MATERIAL FOR THE TASK »
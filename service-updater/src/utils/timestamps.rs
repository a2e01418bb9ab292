//! Timestamp helpers.

use chrono::{DateTime, Utc};
use std::time::Duration;

/// Wall-clock instant used throughout progress records.
pub type Timestamp = DateTime<Utc>;

/// Returns the current UTC timestamp.
#[must_use]
pub fn now_utc() -> Timestamp {
    Utc::now()
}

/// Returns the current UTC time as an RFC 3339 string with microseconds.
#[must_use]
pub fn iso_timestamp() -> String {
    Utc::now().format("%Y-%m-%dT%H:%M:%S%.6f+00:00").to_string()
}

/// Time elapsed from `start` to `now`.
///
/// Clock skew that puts `start` after `now` yields zero rather than an error.
#[must_use]
pub fn elapsed_between(start: Timestamp, now: Timestamp) -> Duration {
    (now - start).to_std().unwrap_or(Duration::ZERO)
}

/// Whole milliseconds in `d`, saturating at `u64::MAX`.
#[must_use]
pub fn duration_ms(d: Duration) -> u64 {
    u64::try_from(d.as_millis()).unwrap_or(u64::MAX)
}

#[cfg(test)]
mod tests {
    use super::*;

    #[test]
    fn test_elapsed_between() {
        let start = now_utc();
        let later = start + chrono::Duration::milliseconds(2500);
        assert_eq!(elapsed_between(start, later), Duration::from_millis(2500));
    }

    #[test]
    fn test_elapsed_between_clamps_skew() {
        let now = now_utc();
        let future = now + chrono::Duration::seconds(5);
        assert_eq!(elapsed_between(future, now), Duration::ZERO);
    }

    #[test]
    fn test_duration_ms_saturates() {
        assert_eq!(duration_ms(Duration::from_millis(1500)), 1500);
        assert_eq!(duration_ms(Duration::MAX), u64::MAX);
    }

    #[test]
    fn test_iso_timestamp_format() {
        let ts = iso_timestamp();
        assert!(ts.contains('T'));
        assert!(ts.ends_with("+00:00"));
    }
}
//! Identifier generation.

use uuid::Uuid;

/// Generates a time-ordered identifier for a foreground batch run.
#[must_use]
pub fn generate_run_id() -> Uuid {
    Uuid::now_v7()
}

TASK » From the listing above, collect each line in which the string "Returns" appears.

TASK OUTPUT »
/// Returns the current UTC timestamp.
/// Returns the current UTC time as an RFC 3339 string with microseconds.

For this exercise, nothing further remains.